*** INPUT ***
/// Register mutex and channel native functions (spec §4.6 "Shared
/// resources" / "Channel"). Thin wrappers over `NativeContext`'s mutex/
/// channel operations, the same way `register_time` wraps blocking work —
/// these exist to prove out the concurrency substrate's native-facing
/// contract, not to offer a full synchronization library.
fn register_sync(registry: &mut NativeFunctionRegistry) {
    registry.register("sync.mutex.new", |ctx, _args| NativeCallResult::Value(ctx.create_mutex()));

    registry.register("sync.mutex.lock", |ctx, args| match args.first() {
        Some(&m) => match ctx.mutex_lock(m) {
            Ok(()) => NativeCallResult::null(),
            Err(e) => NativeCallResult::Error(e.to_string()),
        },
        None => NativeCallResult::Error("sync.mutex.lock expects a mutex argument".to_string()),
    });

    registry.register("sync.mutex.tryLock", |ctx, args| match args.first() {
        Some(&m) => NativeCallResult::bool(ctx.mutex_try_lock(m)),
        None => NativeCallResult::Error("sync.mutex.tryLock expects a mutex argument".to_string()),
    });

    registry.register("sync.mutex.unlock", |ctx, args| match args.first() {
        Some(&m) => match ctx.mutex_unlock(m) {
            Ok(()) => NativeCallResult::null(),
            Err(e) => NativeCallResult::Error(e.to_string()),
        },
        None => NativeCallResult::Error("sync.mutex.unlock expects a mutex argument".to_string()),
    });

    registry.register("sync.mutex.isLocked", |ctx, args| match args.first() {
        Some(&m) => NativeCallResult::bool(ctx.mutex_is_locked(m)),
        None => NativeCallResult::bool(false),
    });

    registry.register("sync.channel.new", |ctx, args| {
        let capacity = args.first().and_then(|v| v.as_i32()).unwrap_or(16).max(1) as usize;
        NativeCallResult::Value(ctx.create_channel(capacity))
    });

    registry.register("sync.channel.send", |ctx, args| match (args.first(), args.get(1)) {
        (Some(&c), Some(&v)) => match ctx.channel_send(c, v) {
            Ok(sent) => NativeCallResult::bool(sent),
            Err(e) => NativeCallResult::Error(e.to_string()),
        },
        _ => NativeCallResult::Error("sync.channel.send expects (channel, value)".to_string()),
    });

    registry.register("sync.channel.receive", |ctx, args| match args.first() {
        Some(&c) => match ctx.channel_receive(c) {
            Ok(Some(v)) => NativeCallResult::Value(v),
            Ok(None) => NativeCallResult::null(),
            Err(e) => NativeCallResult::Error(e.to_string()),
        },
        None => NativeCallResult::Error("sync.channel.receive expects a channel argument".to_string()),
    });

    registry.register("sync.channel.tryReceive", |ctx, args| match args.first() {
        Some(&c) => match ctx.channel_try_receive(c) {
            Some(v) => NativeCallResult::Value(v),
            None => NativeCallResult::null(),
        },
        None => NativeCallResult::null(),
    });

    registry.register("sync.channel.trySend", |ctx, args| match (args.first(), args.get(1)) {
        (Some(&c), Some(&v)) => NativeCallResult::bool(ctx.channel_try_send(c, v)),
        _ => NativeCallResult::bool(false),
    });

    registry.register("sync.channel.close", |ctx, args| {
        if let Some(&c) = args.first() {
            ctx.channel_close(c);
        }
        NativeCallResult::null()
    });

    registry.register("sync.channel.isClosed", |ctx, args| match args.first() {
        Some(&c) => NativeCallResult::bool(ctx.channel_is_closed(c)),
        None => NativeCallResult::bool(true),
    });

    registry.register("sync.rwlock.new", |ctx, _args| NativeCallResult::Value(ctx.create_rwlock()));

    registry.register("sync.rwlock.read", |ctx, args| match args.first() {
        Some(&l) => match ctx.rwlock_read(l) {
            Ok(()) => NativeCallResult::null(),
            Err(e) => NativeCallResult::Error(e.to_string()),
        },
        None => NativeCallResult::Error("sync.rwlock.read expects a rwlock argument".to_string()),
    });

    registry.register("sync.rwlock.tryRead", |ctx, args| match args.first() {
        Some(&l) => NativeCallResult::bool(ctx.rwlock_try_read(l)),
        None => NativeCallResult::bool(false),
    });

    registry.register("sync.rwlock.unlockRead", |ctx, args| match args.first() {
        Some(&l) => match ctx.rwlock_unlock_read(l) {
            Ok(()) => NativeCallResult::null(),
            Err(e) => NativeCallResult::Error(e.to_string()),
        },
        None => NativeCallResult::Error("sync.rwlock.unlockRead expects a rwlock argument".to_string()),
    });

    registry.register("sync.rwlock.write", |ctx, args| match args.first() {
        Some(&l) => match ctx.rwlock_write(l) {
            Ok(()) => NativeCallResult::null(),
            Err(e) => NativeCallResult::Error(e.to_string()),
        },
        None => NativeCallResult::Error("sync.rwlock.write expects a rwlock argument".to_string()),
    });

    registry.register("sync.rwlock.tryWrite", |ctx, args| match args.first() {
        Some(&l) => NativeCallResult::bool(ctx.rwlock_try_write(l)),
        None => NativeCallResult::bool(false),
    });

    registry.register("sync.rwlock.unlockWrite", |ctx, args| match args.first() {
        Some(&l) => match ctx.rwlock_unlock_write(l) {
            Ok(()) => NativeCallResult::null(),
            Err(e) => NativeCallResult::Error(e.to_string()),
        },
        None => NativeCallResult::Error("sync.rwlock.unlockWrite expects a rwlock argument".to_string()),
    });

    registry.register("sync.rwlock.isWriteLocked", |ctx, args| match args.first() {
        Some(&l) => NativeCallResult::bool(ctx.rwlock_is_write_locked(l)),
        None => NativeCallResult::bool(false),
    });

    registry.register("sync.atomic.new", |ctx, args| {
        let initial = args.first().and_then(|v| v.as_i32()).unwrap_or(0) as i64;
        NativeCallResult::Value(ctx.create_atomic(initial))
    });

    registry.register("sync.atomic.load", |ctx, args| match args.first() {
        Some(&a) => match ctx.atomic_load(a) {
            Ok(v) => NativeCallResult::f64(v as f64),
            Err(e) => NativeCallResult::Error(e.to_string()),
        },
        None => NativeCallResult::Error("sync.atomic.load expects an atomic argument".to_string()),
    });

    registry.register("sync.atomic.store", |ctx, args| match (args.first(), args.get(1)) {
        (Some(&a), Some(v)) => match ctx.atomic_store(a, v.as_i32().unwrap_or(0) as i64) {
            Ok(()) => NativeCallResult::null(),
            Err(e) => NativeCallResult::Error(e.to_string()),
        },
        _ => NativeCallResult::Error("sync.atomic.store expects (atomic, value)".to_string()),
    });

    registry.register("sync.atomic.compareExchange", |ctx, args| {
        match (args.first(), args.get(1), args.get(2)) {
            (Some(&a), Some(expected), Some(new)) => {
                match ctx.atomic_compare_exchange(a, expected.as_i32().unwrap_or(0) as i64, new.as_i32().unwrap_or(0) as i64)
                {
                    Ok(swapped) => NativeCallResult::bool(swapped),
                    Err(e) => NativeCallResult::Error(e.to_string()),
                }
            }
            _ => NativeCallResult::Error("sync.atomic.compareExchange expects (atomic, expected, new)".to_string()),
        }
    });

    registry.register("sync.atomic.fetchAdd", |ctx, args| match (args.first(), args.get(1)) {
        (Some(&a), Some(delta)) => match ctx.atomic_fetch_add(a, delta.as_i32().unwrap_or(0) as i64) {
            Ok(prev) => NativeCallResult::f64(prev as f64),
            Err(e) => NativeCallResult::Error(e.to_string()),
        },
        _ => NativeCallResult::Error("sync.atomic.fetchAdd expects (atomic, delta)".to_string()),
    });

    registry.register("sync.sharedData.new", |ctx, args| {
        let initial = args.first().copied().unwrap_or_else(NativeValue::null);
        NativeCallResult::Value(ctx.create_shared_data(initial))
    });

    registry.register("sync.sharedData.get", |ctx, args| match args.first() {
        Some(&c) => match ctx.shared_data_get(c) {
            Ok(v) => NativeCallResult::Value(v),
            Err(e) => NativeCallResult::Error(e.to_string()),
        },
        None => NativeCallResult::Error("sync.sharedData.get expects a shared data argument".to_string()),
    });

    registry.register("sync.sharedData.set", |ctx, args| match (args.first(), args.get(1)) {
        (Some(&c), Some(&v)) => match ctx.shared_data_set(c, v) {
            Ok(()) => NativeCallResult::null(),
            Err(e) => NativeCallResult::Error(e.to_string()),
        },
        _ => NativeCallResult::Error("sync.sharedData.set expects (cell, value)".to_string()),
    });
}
*** End of INPUT ***
* BRIEF
The answer should be all lines from the entries above that hold the word "initial".

* RESULT
        let initial = args.first().and_then(|v| v.as_i32()).unwrap_or(0) as i64;
        NativeCallResult::Value(ctx.create_atomic(initial))
        let initial = args.first().copied().unwrap_or_else(NativeValue::null);
        NativeCallResult::Value(ctx.create_shared_data(initial))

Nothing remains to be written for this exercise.